On the way there, I heard a loud scream like a Comanche on the warpath and found myself dancing, and I don't dance. After a few seconds, I felt a pain coming from several of my toes up to the top of my head.

I had no idea what happened. I looked down and saw blood squirting out, I saw several toenails splintered, and two of my toes were black and blue.

Before I could end my screaming and dancing, the Gracious Mistress of the Parsonage came into the room and asked, "What in the world did you do?"

Of course, when anything happens in our house, it's always my fault. But I wasn't in the mood at that time to debate whose fault it was. At the time, I didn't care whose fault it was; it was the pain in my toes that captured all of my attention.

I couldn't answer her. I simply pointed down to my toes and let out another Comanche scream.

Somehow in walking down to the hallway, I smashed my toes into something that resisted them completely. To this day, I don't know what in the world my toes ran into. They've never revealed that secret to me.

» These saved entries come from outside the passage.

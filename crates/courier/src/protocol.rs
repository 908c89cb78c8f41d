//! The inbound chat-completions wire format.
//!
//! Requests arrive in an openai-compatible shape with an optional
//! `extra_body.thread_id` correlation field. Incoming messages are
//! converted into the internal model immediately; responses for the
//! non-streaming path are built here as well.

use chrono::Utc;
use serde::{Deserialize, Serialize};
use serde_json::Value;
use uuid::Uuid;

use crate::models::message::Message;
use crate::models::tool::ToolCall;

/// Longest message content accepted before truncation
pub const MAX_CONTENT_CHARS: usize = 50_000;

#[derive(Debug, Clone, Deserialize)]
pub struct ChatCompletionRequest {
    #[serde(default)]
    pub model: Option<String>,
    #[serde(default)]
    pub context: Option<Value>,
    pub messages: Vec<WireMessage>,
    #[serde(default)]
    pub stream: bool,
    #[serde(default)]
    pub extra_body: Option<ExtraBody>,
}

#[derive(Debug, Clone, Deserialize)]
pub struct ExtraBody {
    #[serde(default)]
    pub thread_id: Option<String>,
}

#[derive(Debug, Clone, Serialize, Deserialize)]
pub struct WireMessage {
    pub role: String,
    #[serde(default)]
    pub content: Option<String>,
    #[serde(default, skip_serializing_if = "Option::is_none")]
    pub tool_calls: Option<Vec<WireToolCall>>,
    #[serde(default, skip_serializing_if = "Option::is_none")]
    pub tool_call_id: Option<String>,
    #[serde(default, skip_serializing_if = "Option::is_none")]
    pub name: Option<String>,
}

#[derive(Debug, Clone, Serialize, Deserialize)]
pub struct WireToolCall {
    pub id: String,
    pub function: WireFunction,
    #[serde(rename = "type")]
    pub kind: String,
}

#[derive(Debug, Clone, Serialize, Deserialize)]
pub struct WireFunction {
    pub name: String,
    pub arguments: Value,
}

/// Convert incoming wire messages to the internal Message type
pub fn to_messages(incoming: &[WireMessage]) -> Vec<Message> {
    let mut messages = Vec::new();

    for msg in incoming {
        let content = truncate(msg.content.as_deref().unwrap_or(""));
        match msg.role.to_lowercase().as_str() {
            "user" | "human" => {
                messages.push(Message::user().with_text(content));
            }
            "system" => {
                messages.push(Message::system().with_text(content));
            }
            "assistant" => {
                let mut message = Message::assistant();
                if !content.is_empty() {
                    message = message.with_text(content);
                }
                if let Some(tool_calls) = &msg.tool_calls {
                    for call in tool_calls {
                        message = message.with_tool_request(
                            call.id.clone(),
                            Ok(ToolCall::new(
                                &call.function.name,
                                call.function.arguments.clone(),
                            )),
                        );
                    }
                }
                messages.push(message);
            }
            "tool" => {
                let id = msg.tool_call_id.clone().unwrap_or_default();
                messages.push(Message::tool().with_tool_response(
                    id,
                    msg.name.clone(),
                    Ok(content),
                ));
            }
            other => {
                tracing::warn!("Unknown role: {}", other);
            }
        }
    }

    repair_history(&mut messages);
    messages
}

/// Append placeholder responses for assistant tool calls that never got one,
/// so the upstream model is not handed a dangling request.
fn repair_history(messages: &mut Vec<Message>) {
    let mut pending: Vec<String> = Vec::new();

    for message in messages.iter() {
        for content in &message.content {
            if let Some(request) = content.as_tool_request() {
                pending.push(request.id.clone());
            }
        }
    }

    for message in messages.iter() {
        for content in &message.content {
            if let Some(response) = content.as_tool_response() {
                pending.retain(|id| id != &response.id);
            }
        }
    }

    for id in pending {
        tracing::info!("Fixing input that had no tool response for tool_call_id {}", id);
        messages.push(Message::tool().with_tool_response(
            id,
            None,
            Ok("Tool call failed or no response received.".to_string()),
        ));
    }
}

fn truncate(content: &str) -> String {
    if content.chars().count() <= MAX_CONTENT_CHARS {
        return content.to_string();
    }
    content.chars().take(MAX_CONTENT_CHARS).collect()
}

#[derive(Debug, Clone, Serialize)]
pub struct ChatCompletionResponse {
    pub id: String,
    pub object: String,
    pub created: i64,
    pub model: String,
    pub choices: Vec<Choice>,
}

#[derive(Debug, Clone, Serialize)]
pub struct Choice {
    pub index: u32,
    pub message: MessageResponse,
    pub finish_reason: Option<String>,
}

#[derive(Debug, Clone, Serialize)]
pub struct MessageResponse {
    pub role: String,
    pub content: String,
}

impl ChatCompletionResponse {
    /// Final answer for the non-streaming path
    pub fn completion(model: &str, content: &str) -> Self {
        ChatCompletionResponse {
            id: Uuid::new_v4().to_string(),
            object: "chat.completion".to_string(),
            created: Utc::now().timestamp(),
            model: model.to_string(),
            choices: vec![Choice {
                index: 0,
                message: MessageResponse {
                    role: "assistant".to_string(),
                    content: content.to_string(),
                },
                finish_reason: Some("stop".to_string()),
            }],
        }
    }
}
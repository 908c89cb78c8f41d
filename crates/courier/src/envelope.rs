//! The outbound SSE protocol.
//!
//! Every frame carries the same envelope fields regardless of which
//! upstream runtime produced the event: a fresh `id` per frame, an
//! `object` discriminator, the caller-supplied `thread_id`, the upstream
//! `model` identifier, a `created` timestamp and a single choice delta.

use chrono::Utc;
use serde::Serialize;
use serde_json::Value;
use uuid::Uuid;

use crate::events::AgentEvent;

pub const OBJECT_MESSAGE_DELTA: &str = "thread.message.delta";
pub const OBJECT_RUN_STEP_DELTA: &str = "thread.run.step.delta";

#[derive(Debug, Clone, Serialize)]
pub struct Envelope {
    pub id: String,
    pub object: String,
    pub created: i64,
    pub thread_id: String,
    pub model: String,
    pub choices: Vec<ChoiceDelta>,
}

#[derive(Debug, Clone, Serialize)]
pub struct ChoiceDelta {
    pub delta: Delta,
}

#[derive(Debug, Clone, Serialize)]
pub struct Delta {
    pub role: String,
    #[serde(skip_serializing_if = "Option::is_none")]
    pub content: Option<String>,
    #[serde(skip_serializing_if = "Option::is_none")]
    pub step_details: Option<StepDetails>,
}

#[derive(Debug, Clone, Serialize)]
#[serde(tag = "type", rename_all = "snake_case")]
pub enum StepDetails {
    ToolCalls { tool_calls: Vec<ToolCallSpec> },
    ToolResponse {
        name: String,
        tool_call_id: String,
        content: String,
    },
}

#[derive(Debug, Clone, Serialize)]
pub struct ToolCallSpec {
    pub id: String,
    pub name: String,
    pub args: Value,
}

impl Envelope {
    fn new(object: &str, thread_id: &str, model: &str, delta: Delta) -> Self {
        Envelope {
            id: Uuid::new_v4().to_string(),
            object: object.to_string(),
            created: Utc::now().timestamp(),
            thread_id: thread_id.to_string(),
            model: model.to_string(),
            choices: vec![ChoiceDelta { delta }],
        }
    }

    /// Frame for an incremental fragment of assistant text
    pub fn message_delta(thread_id: &str, model: &str, content: &str) -> Self {
        Envelope::new(
            OBJECT_MESSAGE_DELTA,
            thread_id,
            model,
            Delta {
                role: "assistant".to_string(),
                content: Some(content.to_string()),
                step_details: None,
            },
        )
    }

    /// Frame announcing one or more tool invocations
    pub fn tool_calls(thread_id: &str, model: &str, tool_calls: Vec<ToolCallSpec>) -> Self {
        Envelope::new(
            OBJECT_RUN_STEP_DELTA,
            thread_id,
            model,
            Delta {
                role: "assistant".to_string(),
                content: None,
                step_details: Some(StepDetails::ToolCalls { tool_calls }),
            },
        )
    }

    /// Frame carrying the output of a finished tool invocation
    pub fn tool_response(
        thread_id: &str,
        model: &str,
        name: &str,
        tool_call_id: &str,
        content: &str,
    ) -> Self {
        Envelope::new(
            OBJECT_RUN_STEP_DELTA,
            thread_id,
            model,
            Delta {
                role: "assistant".to_string(),
                content: None,
                step_details: Some(StepDetails::ToolResponse {
                    name: name.to_string(),
                    tool_call_id: tool_call_id.to_string(),
                    content: content.to_string(),
                }),
            },
        )
    }

    /// Translate one upstream event into its frame, if the protocol has one.
    ///
    /// Final messages produce no frame; they only feed the synchronous path.
    pub fn from_event(event: AgentEvent, thread_id: &str, model: &str) -> Option<Self> {
        match event {
            AgentEvent::MessageDelta(content) => {
                Some(Envelope::message_delta(thread_id, model, &content))
            }
            AgentEvent::ToolCallStart { id, name, args } => Some(Envelope::tool_calls(
                thread_id,
                model,
                vec![ToolCallSpec { id, name, args }],
            )),
            AgentEvent::ToolResult {
                tool_call_id,
                name,
                content,
            } => Some(Envelope::tool_response(
                thread_id,
                model,
                &name,
                &tool_call_id,
                &content,
            )),
            AgentEvent::FinalMessage(_) => None,
        }
    }

    /// Encode as a single SSE frame
    pub fn encode(&self) -> String {
        let body = serde_json::to_string(self).unwrap_or_else(|_| "{}".to_string());
        format!("data: {}\n\n", body)
    }
}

Fortunately, the Gracious Nurse of the Parsonage was able to take care of my toe’s situation. If I can break it, she can fix it.

Up to this point, I never paid any attention to my toes. Since that time, every time I walk, my toes remind me of the incident. I try not to limp because I'm not going to give those toes any credit at all. I'm going to walk despite their aggravation.

I've had some time to think about that little incident, and I began wondering how many other things in my life have I been oblivious to? What am I not paying attention to?

I have the opinion that when something bad happens, use it as a lesson. What is the lesson here?

The lesson here is to pay attention to everything around you. That is quite a chore for me, and I'm working on it, but I'm not quite there yet.

I almost got in a traffic scrape the other day. Now when I'm out driving, I'm always looking to see if the Gracious Mistress of the Parsonage is driving by waving at me.

I do have one gripe, but I don't want to make it known to everybody. But every morning when I get up and come to the kitchen for my coffee, someone who shall remain anonymous always says, "How's your toes this morning?"

Usually, I will mumble back, "Fine; they're all fine."

During this whole time, I had some serious thought about why I have to have ten toes? What is the purpose of all those toes?

I've been given a lot of thought to this, and in my devotions the other morning, this verse of Scripture was present. "Let thine eyes look right on, and let thine eyelids look straight before thee” (Proverbs 4:25).

I'm not sure why I have ten toes, but after this experience, I will give attention to my toes, but I'm going to give more attention to my eyes.